259.4
Expectant Parents, Expecting Perfection: Constructing Down's Syndrome in UK Antenatal Care

Monday, July 14, 2014: 6:45 PM
Room: F205
Oral Presentation
Gareth THOMAS , School of Social Sciences, Cardiff University, Cardiff, United Kingdom
In the UK, expectant parents are offered screening for Down’s syndrome, an incurable chromosomal condition, as part of routine antenatal care. Drawing on an ethnography of two antenatal clinics, I explore how the prospect of Down’s syndrome is interpreted and negotiated by healthcare professionals and expectant parents during screening consultations. The potential diagnosis of Down’s syndrome, despite the condition being recognised by professionals as “compatible with life”, is confined within universalising discourses such as “risk”, “problem”, or “abnormality” which not only construct Down’s syndrome as a detrimental pregnancy outcome (the common vernacular of risk, in particular, becomes synonymous with danger or threat), but also imposes a collective category which masks the considerable variation of the condition.

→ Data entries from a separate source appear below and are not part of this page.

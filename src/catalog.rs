//! Candidate discovery: which aggregates are worth considering at all.

use ahash::AHashSet;
use once_cell::sync::Lazy;
use tracing::{debug, trace};

use repack_ir::Module;

use crate::config::Options;
use crate::descriptor::{FieldRecord, FieldWeights, RemapTable, StructDescriptor};
use crate::facade;

/// Aggregates whose layout is dictated by an external ABI. Reordering
/// these would break code the optimizer never sees.
static DENY_LIST: Lazy<AHashSet<&'static str>> = Lazy::new(|| {
    [
        "timespec",
        "timeval",
        "timezone",
        "tm",
        "itimerspec",
        "rusage",
        "stat",
        "FILE",
        "fpos_t",
        "div_t",
        "ldiv_t",
    ]
    .into_iter()
    .collect()
});

/// Builds one descriptor per surviving aggregate: named, enough fields,
/// not deny-listed. Per-field size and alignment come from the current
/// pre-remap layout and the remap table starts as the identity. An empty
/// result means "no work", not a failure.
pub fn collect(module: &Module, opts: &Options) -> Vec<StructDescriptor> {
    debug!("collecting aggregates");
    let min_fields = opts.effective_min_fields();
    let mut descs = Vec::new();
    for (id, def) in facade::aggregates(module) {
        let Some(name) = def.name.as_deref() else {
            trace!(id = ?id, "unnamed, skipped");
            continue;
        };
        if def.fields.len() < min_fields {
            trace!(name, fields = def.fields.len(), "too few fields, skipped");
            continue;
        }
        if DENY_LIST.contains(name) || opts.deny.iter().any(|d| d == name) {
            trace!(name, "deny-listed, skipped");
            continue;
        }

        let size = facade::struct_size(module, id);
        let fields: Vec<FieldRecord> = def
            .fields
            .iter()
            .enumerate()
            .map(|(i, ty)| FieldRecord {
                ty: ty.clone(),
                size: facade::type_size(module, ty),
                align: facade::field_alignment(module, id, i),
                initial_index: i,
                current_index: i,
                target_index: i,
                reads: 0,
                writes: 0,
                weights: FieldWeights::default(),
                uses: Vec::new(),
            })
            .collect();
        let globals = facade::struct_globals(module, id);
        trace!(
            name,
            fields = fields.len(),
            globals = globals.len(),
            size,
            "candidate aggregate"
        );
        descs.push(StructDescriptor {
            id,
            name: name.to_string(),
            packed: def.packed,
            initial_size: size,
            current_size: size,
            fields,
            remap: RemapTable::identity(def.fields.len()),
            globals,
            bulk_ops: Vec::new(),
        });
    }
    debug!(count = descs.len(), "collected aggregates");
    descs
}
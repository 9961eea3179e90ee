//! In-memory IR for the repack optimizer.
//!
//! A small LLVM-shaped module representation: named struct types, globals
//! with constant initializers, and functions made of basic blocks over an
//! instruction arena. Instruction handles (`InstrId`) stay valid across
//! insertions, which is what lets the optimizer hold non-owning
//! back-references to access expressions while it rewrites them.

pub mod builder;
pub mod func;
pub mod layout;
pub mod loops;
pub mod module;
pub mod ty;

pub use builder::FunctionBuilder;
pub use func::{
    BinOp, Block, BlockId, Function, Instr, InstrId, InstrKind, Operand, Param, Terminator,
};
pub use layout::{Align, DataLayout, StructLayout};
pub use loops::LoopInfo;
pub use module::{Const, FuncId, Global, GlobalId, Module, StructDef};
pub use ty::{StructId, Ty};
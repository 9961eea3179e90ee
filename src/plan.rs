//! The layout planner: weight order in, remap table out.

use tracing::debug;

use crate::descriptor::StructDescriptor;

/// Stable-sorts fields by descending total weight, every used field ahead
/// of every unused one, assigns each field its planned position, and
/// records the inverse mapping in the remap table. Ties keep their
/// original relative order, so identical input always plans identically.
pub fn plan(desc: &mut StructDescriptor) {
    let mut order: Vec<usize> = (0..desc.fields.len()).collect();
    order.sort_by(|&a, &b| {
        let fa = &desc.fields[a];
        let fb = &desc.fields[b];
        fb.is_used()
            .cmp(&fa.is_used())
            .then_with(|| fb.weights.total.total_cmp(&fa.weights.total))
            .then_with(|| a.cmp(&b))
    });

    for (new, &old) in order.iter().enumerate() {
        desc.fields[old].target_index = new;
        desc.remap.set(new, old);
    }
    debug_assert!(desc.remap.is_permutation());

    let moved = desc
        .fields
        .iter()
        .filter(|f| f.target_index != f.current_index)
        .count();
    debug!(name = %desc.name, moved, "planned layout");
}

By drawing attention to the mundane interactions and materiality (e.g. booklets, posters, architecture) of the clinic and by considering diagnosis as both a category and process, I capture how this framing of Down’s syndrome structures, and is further embroiled in, cultural ideologies around perfection/imperfection and normality/abnormality. This creates a range of affects including producing self-blame among expectant parents, though particularly expectant mothers, who are enacted - within a neoliberal era of "total motherhood" (Wolf 2013) - as individually responsible for their unborn child’s welfare and who may have their maternal identities disrupted and shifted should they not produce a “perfect child”. Nonetheless, I ultimately reveal how a diagnosis of Down’s syndrome, before being fully established or even suspected, is demarcated as an emotional tragedy and future family disruption in the early stages of antenatal care. I conclude by reflecting on what this focus on one aspect of the reproductive process can contribute to the sociology of diagnosis and, at a general level, to exploring the tensions which develop once medical technologies intersect with the complicated world of Down's syndrome.